Skarsgård told GQ that "Hidden" was a particularly challenging shoot for him. He knew what he was getting into, though. Skarsgård was sold on the film after watching a 3-minute short from the Duffer brothers telling roughly the same story. Part of the challenge was the physicality of playing someone on the brink of survival. "I had to lose weight for it, so I was kind of running on fumes for two months," Skarsgård said. "I was always starving."
The other part of the challenge came from the emotional toll of the role. Skarsgård spent the shoot working with just two other actors, and they spent the majority of their time in a dark basement pretending that the rest of the world outside had collapsed. "It was just, like, a lot of darkness," Skarsgård said. He dove straight into the depths, and his effort paid off in the movie.
What have the Duffer brothers said about Hidden?
Matt and Ross Duffer are big names now. Their work on "Stranger Things" has skyrocketed them to success, but back when they were working on "Hidden," their future in the entertainment business seemed anything but sure. The movie was their very first feature, and its development traveled a rocky road.
The Duffer brothers told Vulture that after selling their script to Warner Bros., they thought everything would be smooth sailing. Just a few weeks into the production, however, they realized that the executives backing the film weren't thrilled about the entire thing being set in a bomb shelter. After some behind-the-scenes drama, the brothers realized that they were going to get to make their movie, but the studio wouldn't be putting in much effort to help "Hidden" find an audience.

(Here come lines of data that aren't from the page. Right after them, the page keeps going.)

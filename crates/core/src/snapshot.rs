//! Workspace snapshot persistence
//!
//! The snapshot is a JSON document describing one site's live configuration:
//! the component type registry, the installed modules, the declared bundles,
//! every configuration item with its label/owner/dependency edges, and the
//! package definitions. It is the boundary to the external config storage:
//! reading and writing is a plain serde round-trip with no storage semantics.

use crate::errors::SnapshotError;
use crate::item::ConfigType;
use crate::package::{Bundle, Package};
use indexmap::IndexMap;
use serde::{Deserialize, Serialize};
use std::path::Path;
use tracing::debug;

/// Raw configuration item as stored in the snapshot. Type and short name are
/// derived on load from the type registry's prefixes.
#[derive(Debug, Clone, PartialEq, Eq, Serialize, Deserialize)]
pub struct ConfigItemRecord {
    /// Full config name
    pub name: String,
    /// Human label
    pub label: String,
    /// Machine name of the claiming package, if any
    #[serde(default, skip_serializing_if = "Option::is_none")]
    pub package: Option<String>,
    /// Providing module, if known
    #[serde(default, skip_serializing_if = "Option::is_none")]
    pub provider: Option<String>,
    /// Full names of configuration this item depends on
    #[serde(default, skip_serializing_if = "Vec::is_empty")]
    pub dependencies: Vec<String>,
}

/// One site's configuration workspace.
#[derive(Debug, Clone, Default, PartialEq, Serialize, Deserialize)]
pub struct WorkspaceSnapshot {
    /// Component type registry
    #[serde(default)]
    pub types: Vec<ConfigType>,
    /// Installed modules: machine name -> human label
    #[serde(default)]
    pub modules: IndexMap<String, String>,
    /// Declared bundles
    #[serde(default)]
    pub bundles: Vec<Bundle>,
    /// Live configuration items
    #[serde(default)]
    pub items: Vec<ConfigItemRecord>,
    /// Package definitions
    #[serde(default)]
    pub packages: Vec<Package>,
}

impl WorkspaceSnapshot {
    /// Load a snapshot from a JSON file.
    pub fn load(path: &Path) -> Result<Self, SnapshotError> {
        if !path.exists() {
            return Err(SnapshotError::NotFound {
                path: path.display().to_string(),
            });
        }
        let content = std::fs::read_to_string(path)?;
        let snapshot: WorkspaceSnapshot =
            serde_json::from_str(&content).map_err(|e| SnapshotError::Parsing {
                message: e.to_string(),
            })?;
        snapshot.validate()?;
        debug!(
            items = snapshot.items.len(),
            packages = snapshot.packages.len(),
            "loaded workspace snapshot"
        );
        Ok(snapshot)
    }

    /// Save the snapshot to a JSON file. The write goes through a temporary
    /// sibling file and a rename so a crash never leaves a torn snapshot.
    pub fn save(&self, path: &Path) -> Result<(), SnapshotError> {
        let content = serde_json::to_string_pretty(self)?;
        let temp_path = path.with_extension("json.tmp");
        std::fs::write(&temp_path, &content)?;
        std::fs::rename(&temp_path, path)?;
        debug!(path = %path.display(), "saved workspace snapshot");
        Ok(())
    }

    /// Structural checks that serde cannot express.
    pub fn validate(&self) -> Result<(), SnapshotError> {
        let mut seen_items = std::collections::HashSet::new();
        for item in &self.items {
            if !seen_items.insert(item.name.as_str()) {
                return Err(SnapshotError::Validation {
                    message: format!("duplicate config item: {}", item.name),
                });
            }
        }
        let mut seen_packages = std::collections::HashSet::new();
        for package in &self.packages {
            if !seen_packages.insert(package.machine_name.as_str()) {
                return Err(SnapshotError::Validation {
                    message: format!("duplicate package: {}", package.machine_name),
                });
            }
        }
        let defaults = self.bundles.iter().filter(|b| b.is_default).count();
        if defaults > 1 {
            return Err(SnapshotError::Validation {
                message: "more than one default bundle".to_string(),
            });
        }
        Ok(())
    }
}

#[cfg(test)]
mod tests {
    use super::*;
    use tempfile::TempDir;

    fn sample() -> WorkspaceSnapshot {
        WorkspaceSnapshot {
            types: vec![ConfigType::new("view", "Views", "views.view")],
            modules: IndexMap::from([("views".to_string(), "Views".to_string())]),
            bundles: vec![Bundle::default_bundle()],
            items: vec![ConfigItemRecord {
                name: "views.view.frontpage".to_string(),
                label: "Frontpage".to_string(),
                package: None,
                provider: Some("views".to_string()),
                dependencies: vec![],
            }],
            packages: vec![Package::new("gallery", "Gallery")],
        }
    }

    #[test]
    fn test_round_trip() {
        let tmp = TempDir::new().unwrap();
        let path = tmp.path().join("site.json");
        let snapshot = sample();
        snapshot.save(&path).unwrap();
        let loaded = WorkspaceSnapshot::load(&path).unwrap();
        assert_eq!(loaded, snapshot);
    }

    #[test]
    fn test_load_missing_file() {
        let tmp = TempDir::new().unwrap();
        let err = WorkspaceSnapshot::load(&tmp.path().join("absent.json")).unwrap_err();
        assert!(matches!(err, SnapshotError::NotFound { .. }));
    }

    #[test]
    fn test_load_invalid_json() {
        let tmp = TempDir::new().unwrap();
        let path = tmp.path().join("site.json");
        std::fs::write(&path, "not valid json {{{").unwrap();
        let err = WorkspaceSnapshot::load(&path).unwrap_err();
        assert!(matches!(err, SnapshotError::Parsing { .. }));
    }

    #[test]
    fn test_validate_duplicate_item() {
        let mut snapshot = sample();
        snapshot.items.push(snapshot.items[0].clone());
        let err = snapshot.validate().unwrap_err();
        assert!(matches!(err, SnapshotError::Validation { .. }));
    }

    #[test]
    fn test_validate_duplicate_package() {
        let mut snapshot = sample();
        snapshot.packages.push(Package::new("gallery", "Gallery 2"));
        let err = snapshot.validate().unwrap_err();
        assert!(matches!(err, SnapshotError::Validation { .. }));
    }

    #[test]
    fn test_defaults_for_missing_fields() {
        let snapshot: WorkspaceSnapshot = serde_json::from_str("{}").unwrap();
        assert!(snapshot.items.is_empty());
        assert!(snapshot.packages.is_empty());
    }
}
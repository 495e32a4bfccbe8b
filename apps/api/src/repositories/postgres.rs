//! PostgreSQL backing store
//!
//! Every batched lookup is a single `= ANY($1)` query over the window's key
//! set, issued through the per-table repositories. Writes are single
//! statements; reference and uniqueness rules are left to the schema.

use async_trait::async_trait;
use sqlx::PgPool;

use super::fetcher::{group_by_key, uuid_keys, FetchError, FetchResult, Fetcher, KeyedEntities};
use super::mutator::{Mutator, Write, WriteOutcome};
use super::{
    MemberTypeRepository, PostRepository, ProfileRepository, SubscriptionRepository,
    UserRepository,
};
use crate::graphql::schema::{ForeignKey, JoinDirection, Lookup, RelationEdge};
use crate::models::{Entity, EntityKey, EntityKind, MemberTypeId, Subscription};

/// [`Fetcher`] and [`Mutator`] over a PostgreSQL connection pool
#[derive(Clone)]
pub struct PgFetcher {
    pool: PgPool,
    users: UserRepository,
    posts: PostRepository,
    profiles: ProfileRepository,
    member_types: MemberTypeRepository,
    subscriptions: SubscriptionRepository,
}

impl PgFetcher {
    pub fn new(pool: PgPool) -> Self {
        Self {
            users: UserRepository::new(pool.clone()),
            posts: PostRepository::new(pool.clone()),
            profiles: ProfileRepository::new(pool.clone()),
            member_types: MemberTypeRepository::new(pool.clone()),
            subscriptions: SubscriptionRepository::new(pool.clone()),
            pool,
        }
    }

    pub fn pool(&self) -> &PgPool {
        &self.pool
    }

    async fn by_primary_key(
        &self,
        kind: EntityKind,
        keys: &[EntityKey],
    ) -> FetchResult<KeyedEntities> {
        let found: Vec<Entity> = match kind {
            EntityKind::User => into_entities(self.users.find_by_ids(&uuid_keys(kind, keys)?).await?),
            EntityKind::Post => into_entities(self.posts.find_by_ids(&uuid_keys(kind, keys)?).await?),
            EntityKind::Profile => {
                into_entities(self.profiles.find_by_ids(&uuid_keys(kind, keys)?).await?)
            }
            EntityKind::MemberType => {
                let ids = member_type_keys(keys)?;
                into_entities(self.member_types.find_by_ids(&ids).await?)
            }
        };
        Ok(group_by_key(found.into_iter().map(|e| (e.key(), e))))
    }

    async fn by_foreign_key(&self, fk: ForeignKey, keys: &[EntityKey]) -> FetchResult<KeyedEntities> {
        let found: Vec<Entity> = match fk {
            ForeignKey::PostAuthor => {
                let ids = uuid_keys(EntityKind::User, keys)?;
                into_entities(self.posts.find_by_authors(&ids).await?)
            }
            ForeignKey::ProfileUser => {
                let ids = uuid_keys(EntityKind::User, keys)?;
                into_entities(self.profiles.find_by_users(&ids).await?)
            }
        };
        Ok(group_by_key(
            found
                .into_iter()
                .filter_map(|entity| fk.read(&entity).map(|key| (key, entity))),
        ))
    }

    async fn through_subscriptions(
        &self,
        direction: JoinDirection,
        keys: &[EntityKey],
    ) -> FetchResult<KeyedEntities> {
        let ids = uuid_keys(EntityKind::User, keys)?;
        let rows = match direction {
            JoinDirection::SubscribedTo => self.subscriptions.find_authors_followed_by(&ids).await?,
            JoinDirection::Subscribers => self.subscriptions.find_subscribers_of(&ids).await?,
        };
        Ok(group_by_key(
            rows.into_iter()
                .map(|row| (EntityKey::Id(row.source_id), Entity::from(row.user))),
        ))
    }
}

#[async_trait]
impl Fetcher for PgFetcher {
    async fn fetch_by_keys(
        &self,
        edge: &RelationEdge,
        keys: &[EntityKey],
    ) -> FetchResult<KeyedEntities> {
        if keys.is_empty() {
            return Ok(KeyedEntities::new());
        }

        match edge.lookup {
            Lookup::PrimaryKey => self.by_primary_key(edge.target, keys).await,
            Lookup::ForeignKey(fk) => self.by_foreign_key(fk, keys).await,
            Lookup::Subscription(direction) => self.through_subscriptions(direction, keys).await,
        }
    }

    async fn fetch_all(&self, kind: EntityKind) -> FetchResult<Vec<Entity>> {
        Ok(match kind {
            EntityKind::User => into_entities(self.users.find_all().await?),
            EntityKind::Post => into_entities(self.posts.find_all().await?),
            EntityKind::Profile => into_entities(self.profiles.find_all().await?),
            EntityKind::MemberType => into_entities(self.member_types.find_all().await?),
        })
    }

    async fn fetch_one(&self, kind: EntityKind, key: EntityKey) -> FetchResult<Option<Entity>> {
        let mismatch = || FetchError::KindMismatch { kind, key };
        Ok(match kind {
            EntityKind::User => {
                let id = key.as_uuid().ok_or_else(mismatch)?;
                self.users.find_by_id(id).await?.map(Entity::from)
            }
            EntityKind::Post => {
                let id = key.as_uuid().ok_or_else(mismatch)?;
                self.posts.find_by_id(id).await?.map(Entity::from)
            }
            EntityKind::Profile => {
                let id = key.as_uuid().ok_or_else(mismatch)?;
                self.profiles.find_by_id(id).await?.map(Entity::from)
            }
            EntityKind::MemberType => {
                let id = key.as_member_type().ok_or_else(mismatch)?;
                self.member_types.find_by_id(id).await?.map(Entity::from)
            }
        })
    }
}

#[async_trait]
impl Mutator for PgFetcher {
    async fn apply(&self, write: &Write) -> FetchResult<WriteOutcome> {
        let outcome = match write {
            Write::CreateUser(input) => {
                let user = self.users.create(&input.clone().into_user()).await?;
                WriteOutcome::Record(Some(user.into()))
            }
            Write::ChangeUser(id, changes) => {
                WriteOutcome::Record(self.users.update(*id, changes).await?.map(Entity::from))
            }
            Write::DeleteUser(id) => WriteOutcome::Removed(self.users.delete(*id).await?),
            Write::CreatePost(input) => {
                let post = self.posts.create(&input.clone().into_post()).await?;
                WriteOutcome::Record(Some(post.into()))
            }
            Write::ChangePost(id, changes) => {
                WriteOutcome::Record(self.posts.update(*id, changes).await?.map(Entity::from))
            }
            Write::DeletePost(id) => WriteOutcome::Removed(self.posts.delete(*id).await?),
            Write::CreateProfile(input) => {
                let profile = self.profiles.create(&input.clone().into_profile()).await?;
                WriteOutcome::Record(Some(profile.into()))
            }
            Write::ChangeProfile(id, changes) => {
                WriteOutcome::Record(self.profiles.update(*id, changes).await?.map(Entity::from))
            }
            Write::DeleteProfile(id) => WriteOutcome::Removed(self.profiles.delete(*id).await?),
            Write::SubscribeTo { user_id, author_id } => {
                match self.users.find_by_id(*user_id).await? {
                    Some(user) => {
                        self.subscriptions
                            .subscribe(Subscription::new(*user_id, *author_id))
                            .await?;
                        WriteOutcome::Record(Some(user.into()))
                    }
                    None => WriteOutcome::Record(None),
                }
            }
            Write::UnsubscribeFrom { user_id, author_id } => WriteOutcome::Removed(
                self.subscriptions
                    .unsubscribe(Subscription::new(*user_id, *author_id))
                    .await?,
            ),
        };
        tracing::debug!(write = write.name(), "Applied write");
        Ok(outcome)
    }
}

fn into_entities<T: Into<Entity>>(records: Vec<T>) -> Vec<Entity> {
    records.into_iter().map(Into::into).collect()
}

fn member_type_keys(keys: &[EntityKey]) -> FetchResult<Vec<MemberTypeId>> {
    keys.iter()
        .map(|key| {
            key.as_member_type().ok_or(FetchError::KindMismatch {
                kind: EntityKind::MemberType,
                key: *key,
            })
        })
        .collect()
}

Now they look back at the whole ordeal as a learning experience. Ross Duffer said, "At the end of the day 'Hidden' was a great experience because we know what it's like to fail. And we know it will happen again." That attitude carried the two of them into "Stranger Things" and the success they've found in the years since "Hidden" debuted.
Could there be a sequel?
One of the biggest strengths of "Hidden" is that the movie leaves you wanting more. It holds back its dramatic reveals until the very end, and just when a whole new world of possibilities has exploded on screen, the movie cuts to black. The movie's big twist will keep it lingering in your mind, and it's only natural to wonder if a sequel could work.
On one hand, the path to a "Hidden 2" seems clear. There's a massive, apocalypse-ridden world that the Duffer brothers could explore in a follow-up. The sequel could focus on what happens to Zoe and Claire after they move into the new infected community. Maybe things go smoothly for a time, then the Breathers find them and chaos breaks out once more. Maybe the sequel moves on to new characters and takes a wider look at the state of the world post-virus.
Unfortunately, there's a big difference between "could" and "will" when it comes to movie sequels. There easily could be a "Hidden 2," but there more than likely won't be. The original wasn't exactly a box office smash, and it already tells a mostly complete story. The truth is, the Duffers made the movie they wanted to make, and they've probably got their minds on all-new stories for the future.